De tempos a tempos, há sempre quem descubra a pólvora política: reduzir deputados. Desta vez, foi um antigo governante e autarca, sob o pretexto nobre de celebrar Abril, a sugerir que o Parlamento Regional ficaria mais leve – e, presume-se, mais virtuoso – com menos cadeiras ocupadas.
A ideia tem o seu encanto aritmético. Menos deputados, menos despesa, mais aplausos fáceis. É o tipo de raciocínio que cabe bem num slogan e ainda melhor num soundbite. Não admira que algumas consciências mais iluminadas tenham acenado com entusiasmo.
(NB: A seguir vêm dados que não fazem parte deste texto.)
//! Skiptable - a piece table indexed by an augmented skip list.
//!
//! The document is a sequence of pieces pointing into an immutable original
//! buffer and an append-only edit buffer. Pieces are kept in a skip list whose
//! nodes carry the byte length of everything below them, so locating, splitting
//! and removing pieces by offset takes logarithmic time in expectation.
//!
//! # Quick Start
//!
//! ```
//! use skiptable::PieceTable;
//!
//! let mut doc = PieceTable::new("hello world!");
//! doc.insert(b" editor", 5);
//! assert_eq!(doc.to_string(), "hello editor world!");
//!
//! doc.delete(5, 12).unwrap();
//! assert_eq!(doc.to_string(), "hello world!");
//! ```

pub mod buffer;
pub mod config;
pub mod error;
pub mod piece;
pub mod skip_list;
mod table;

pub use buffer::Buffers;
pub use config::Config;
pub use error::Error;
pub use error::Result;
pub use piece::Piece;
pub use piece::Source;
pub use skip_list::SkipList;
pub use table::PieceTable;
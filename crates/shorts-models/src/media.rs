//! Voiceover and assembled video.

use schemars::JsonSchema;
use serde::{Deserialize, Serialize};

/// Voiceover lifecycle.
#[derive(Debug, Clone, Copy, PartialEq, Eq, Hash, Serialize, Deserialize, JsonSchema, Default)]
#[serde(rename_all = "snake_case")]
pub enum VoiceoverState {
    /// Nothing generated, or the previous one went stale
    #[default]
    None,
    Pending,
    Ready,
    Failed,
}

impl VoiceoverState {
    pub fn as_str(&self) -> &'static str {
        match self {
            VoiceoverState::None => "none",
            VoiceoverState::Pending => "pending",
            VoiceoverState::Ready => "ready",
            VoiceoverState::Failed => "failed",
        }
    }
}

impl std::fmt::Display for VoiceoverState {
    fn fmt(&self, f: &mut std::fmt::Formatter<'_>) -> std::fmt::Result {
        write!(f, "{}", self.as_str())
    }
}

/// The session's single voiceover.
#[derive(Debug, Clone, Default, PartialEq, Eq, Serialize, Deserialize, JsonSchema)]
pub struct Voiceover {
    pub state: VoiceoverState,
    /// Audio filename, set only while `Ready`
    pub filename: Option<String>,
    /// Bumped whenever a request starts or the script goes stale
    pub generation: u64,
}

impl Voiceover {
    pub fn is_ready(&self) -> bool {
        self.state == VoiceoverState::Ready
    }

    /// Enter `Pending`, dropping any previous result. Returns the new generation.
    pub fn start(&mut self) -> u64 {
        self.generation += 1;
        self.state = VoiceoverState::Pending;
        self.filename = None;
        self.generation
    }

    /// Reset to `None` and supersede any in-flight request.
    pub fn invalidate(&mut self) {
        self.generation += 1;
        self.state = VoiceoverState::None;
        self.filename = None;
    }

    pub fn mark_ready(&mut self, filename: impl Into<String>) {
        self.state = VoiceoverState::Ready;
        self.filename = Some(filename.into());
    }

    pub fn mark_failed(&mut self) {
        self.state = VoiceoverState::Failed;
        self.filename = None;
    }
}

/// Assembled video, shown and linked only in the current session.
#[derive(Debug, Clone, PartialEq, Eq, Serialize, Deserialize, JsonSchema)]
pub struct Video {
    /// Playable URL
    pub url: String,
    /// Suggested download filename
    pub download_name: String,
}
O problema é que a realidade, teimosamente, não se deixa simplificar. A Assembleia Legislativa não é, nem de longe, o buraco negro das finanças regionais. Cortar deputados pode dar a ilusão de rigor, mas dificilmente resolve o essencial. É política de régua e esquadro para problemas que exigem bisturi.
E depois há a memória, essa inconveniente. Convém recordar que foi um governo com participação do próprio cavalheiro que propôs acrescentar cinco deputados através de um círculo regional de compensação. Na altura, não houve sobressalto aritmético, houve aplauso.
Talvez o número ideal de deputados varie menos com a necessidade do sistema e mais com a conveniência do momento. O que, convenhamos, também é uma forma muito criativa de fazer contas públicas.
PS: Declaro, por transparência, o meu interesse na matéria: sou deputado. Ainda assim, descanso o leitor – se há coisa que esta discussão não altera é a dimensão real dos problemas que temos para resolver. E esses, infelizmente, não cabem numa simples subtração.